Tim kesehatan secara rutin mengingatkan jemaah untuk menjaga asupan cairan tubuh, mengkonsumsi obat sesuai anjuran dokter, memperbanyak istirahat, serta menghindari aktivitas berlebihan di bawah terik matahari.
Petugas juga mengimbau agar jemaah selalu membawa air minum dan oralit sebagai langkah antisipasi dehidrasi, serta menggunakan masker, payung, dan alat pelindung diri lainnya ketika beraktivitas di luar hotel maupun saat menjalankan rangkaian ibadah.
Berakhirnya fase Armuzna bukan berarti tugas petugas kesehatan selesai. Justru setelah melewati puncak ibadah, kondisi kesehatan jemaah tetap menjadi perhatian utama mengingat masih terdapat sejumlah rangkaian ibadah yang harus dijalani hingga kepulangan ke tanah air.
Dengan semangat pelayanan dan pengabdian, tim kesehatan BDJ 08 berkomitmen terus mendampingi seluruh jemaah agar dapat menyelesaikan ibadah haji dalam kondisi sehat, aman, dan nyaman.

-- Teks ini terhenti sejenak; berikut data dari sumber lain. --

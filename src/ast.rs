use std::rc::Rc;

/// Operator discriminant for [`Expr::Op`] nodes.
#[derive(Debug, Clone, Copy, PartialEq, Eq, Hash)]
pub enum Op {
    // comparison
    Equal,
    StrictEqual,
    NotEqual,
    StrictNotEqual,
    Less,
    LessOrEqual,
    Greater,
    GreaterOrEqual,

    // logical
    Not,
    NotNot,
    And,
    Or,

    // control structure
    If,

    // arithmetic
    Add,
    Subtract,
    Multiply,
    Divide,
    Modulo,
    Min,
    Max,

    // sequences
    Map,
    Reduce,
    Filter,
    All,
    None,
    Some,
    Merge,

    // strings
    Cat,
    Substr,
    In,

    // data access
    Missing,
    MissingSome,

    // diagnostic
    Log,

    // extension
    RegexMatch,
}

impl Op {
    /// Upper bound on how many operands the operator evaluates, or
    /// `None` for n-ary operators.
    pub fn max_arity(&self) -> Option<usize> {
        match self {
            Op::Not | Op::NotNot | Op::Log => Some(1),
            Op::Equal
            | Op::StrictEqual
            | Op::NotEqual
            | Op::StrictNotEqual
            | Op::Subtract
            | Op::Divide
            | Op::Modulo
            | Op::Map
            | Op::Filter
            | Op::All
            | Op::None
            | Op::Some
            | Op::In
            | Op::MissingSome
            | Op::RegexMatch => Some(2),
            Op::Less | Op::LessOrEqual | Op::Greater | Op::GreaterOrEqual | Op::Reduce
            | Op::Substr => Some(3),
            Op::And
            | Op::Or
            | Op::If
            | Op::Add
            | Op::Multiply
            | Op::Min
            | Op::Max
            | Op::Merge
            | Op::Cat
            | Op::Missing => None,
        }
    }

    /// The rule-syntax key of the operator, used in error messages.
    pub fn key(&self) -> &'static str {
        match self {
            Op::Equal => "==",
            Op::StrictEqual => "===",
            Op::NotEqual => "!=",
            Op::StrictNotEqual => "!==",
            Op::Less => "<",
            Op::LessOrEqual => "<=",
            Op::Greater => ">",
            Op::GreaterOrEqual => ">=",
            Op::Not => "!",
            Op::NotNot => "!!",
            Op::And => "and",
            Op::Or => "or",
            Op::If => "if",
            Op::Add => "+",
            Op::Subtract => "-",
            Op::Multiply => "*",
            Op::Divide => "/",
            Op::Modulo => "%",
            Op::Min => "min",
            Op::Max => "max",
            Op::Map => "map",
            Op::Reduce => "reduce",
            Op::Filter => "filter",
            Op::All => "all",
            Op::None => "none",
            Op::Some => "some",
            Op::Merge => "merge",
            Op::Cat => "cat",
            Op::Substr => "substr",
            Op::In => "in",
            Op::Missing => "missing",
            Op::MissingSome => "missing_some",
            Op::Log => "log",
            Op::RegexMatch => "regex",
        }
    }
}

/// A `var` node.
///
/// The first operand is the name sub-expression; an optional second
/// operand is the default. `index` caches the position of a plain
/// literal name in the rule's variable-name table; `None` means the
/// name is computed (or the lambda "current element" reference).
#[derive(Debug, Clone)]
pub struct VarExpr {
    pub operands: Vec<Expr>,
    pub index: Option<usize>,
}

/// An operator node with its ordered operand list.
#[derive(Debug, Clone)]
pub struct OpExpr {
    pub op: Op,
    pub operands: Vec<Expr>,
}

impl OpExpr {
    /// Number of operands the evaluator will look at. Fixed-arity
    /// operators ignore surplus operands; n-ary operators evaluate
    /// all of them.
    pub fn num_evaluated_operands(&self) -> usize {
        match self.op.max_arity() {
            Some(cap) => cap.min(self.operands.len()),
            None => self.operands.len(),
        }
    }

    /// The evaluated prefix of the operand list.
    pub fn evaluated_operands(&self) -> &[Expr] {
        &self.operands[..self.num_evaluated_operands()]
    }
}

/// Typed expression tree built from a rule document.
///
/// Values carried during evaluation are [`crate::Value`]s, never
/// expression nodes; literal variants exist only so the builder can
/// embed rule constants in the tree.
#[derive(Debug, Clone)]
pub enum Expr {
    Null,
    Bool(bool),
    Int(i64),
    Uint(u64),
    Float(f64),
    String(Rc<str>),
    Array(Vec<Expr>),
    Var(VarExpr),
    Op(OpExpr),
}

impl Expr {
    /// Renders the expression back as a rule document.
    ///
    /// Operator arguments always come out in list form, so the text
    /// may differ from the authored rule (`{"var": "x"}` round-trips
    /// as `{"var": ["x"]}`), but rebuilding the result yields an
    /// equivalent rule.
    pub fn to_json(&self) -> serde_json::Value {
        match self {
            Expr::Null => serde_json::Value::Null,
            Expr::Bool(b) => serde_json::Value::Bool(*b),
            Expr::Int(i) => serde_json::Value::from(*i),
            Expr::Uint(u) => serde_json::Value::from(*u),
            Expr::Float(f) => match serde_json::Number::from_f64(*f) {
                Some(n) => serde_json::Value::Number(n),
                None => serde_json::Value::Null,
            },
            Expr::String(s) => serde_json::Value::String(s.as_ref().to_string()),
            Expr::Array(items) => {
                serde_json::Value::Array(items.iter().map(Expr::to_json).collect())
            }
            Expr::Var(var) => operator_object("var", &var.operands),
            Expr::Op(node) => operator_object(node.op.key(), &node.operands),
        }
    }
}

fn operator_object(key: &str, operands: &[Expr]) -> serde_json::Value {
    let args: Vec<serde_json::Value> = operands.iter().map(Expr::to_json).collect();
    let mut object = serde_json::Map::with_capacity(1);
    object.insert(key.to_string(), serde_json::Value::Array(args));
    serde_json::Value::Object(object)
}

Di tengah tantangan cuaca ekstrem serta tingginya jumlah jemaah risiko tinggi, dedikasi petugas kesehatan menjadi garda terdepan dalam menjaga kesehatan para tamu Allah, sehingga seluruh jemaah dapat menuntaskan ibadahnya dengan khusyuk dan kembali ke tanah air dengan predikat haji yang mabrur.